シゲ部とは別な深いところを…それはきっと、一人で喋ることと、誰かと話すことによって引き出されるものの違いだろうとおもうのですが、その差があるからこそらじらーは面白い。

そんならじらーさんは、いつもわたしに言うのですよ、食わず嫌いはダメだって。
いつになっても、新しく。新しく、意見を交わして知識を得て、変容する自分を楽しもうって。

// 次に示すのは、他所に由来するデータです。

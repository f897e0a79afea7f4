#![forbid(unsafe_code)]
#![doc = "Common types, error codes, and algorithm identifiers for tlsparams."]

pub mod algorithm;
pub mod error;

pub use algorithm::*;
pub use error::*;
//! Certificate chain references.
//!
//! The certificate loader or validator owns the canonical chain; the security
//! parameters only keep an `Arc` to it. Nothing in this crate parses or
//! verifies the DER contents.

/// An ordered certificate chain (DER-encoded, leaf first).
#[derive(Debug, Clone, PartialEq, Eq, Default)]
pub struct Certificate {
    entries: Vec<Vec<u8>>,
}

impl Certificate {
    pub fn new(entries: Vec<Vec<u8>>) -> Self {
        Self { entries }
    }

    /// An empty chain, as sent by a client declining to authenticate.
    pub fn empty() -> Self {
        Self::default()
    }

    pub fn len(&self) -> usize {
        self.entries.len()
    }

    pub fn is_empty(&self) -> bool {
        self.entries.is_empty()
    }

    /// The end-entity certificate, if any.
    pub fn leaf(&self) -> Option<&[u8]> {
        self.entries.first().map(Vec::as_slice)
    }

    pub fn entries(&self) -> &[Vec<u8>] {
        &self.entries
    }
}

あ、中村さんについてですが、室井ちゃんとおなじでさすが作家さん、しげあきを丸裸にしちゃう感じがとても作家さんらしいなあとおもいましたよ。あとシゲゴリシネマカミングスーンにあんなに反応するなんて…わたしリトマス紙はすぐわかったんだけど、あんなささいなことを悔しがるだなんて、やっぱり物書きとしての性分なんでしょうねとにやにやしてしまいました中村さんすみません。
(あ、あと、「気持ちよさ」、と言うフレーズが教団Xの中にあるんだけどそれを見事にゴリさんが使ってた気がします…覚え違いだったらスミマセン)

 

それこそわたしにとっての「同じような人がいるんだ」がしげあきだったのですが、誰にでもそんな人はいて、それが中村さんだったりゴリさんだったりほかの作家さんだったり映画だったりする。そんな当たり前のことや、『食わず嫌いをなおそうキャンペーンじゃなかったの?』という「忘れていた自分」に気づかせてくれるこの番組に、わたしは心から敬意を表したいとおもってます。や、真面目にさ、ほんと。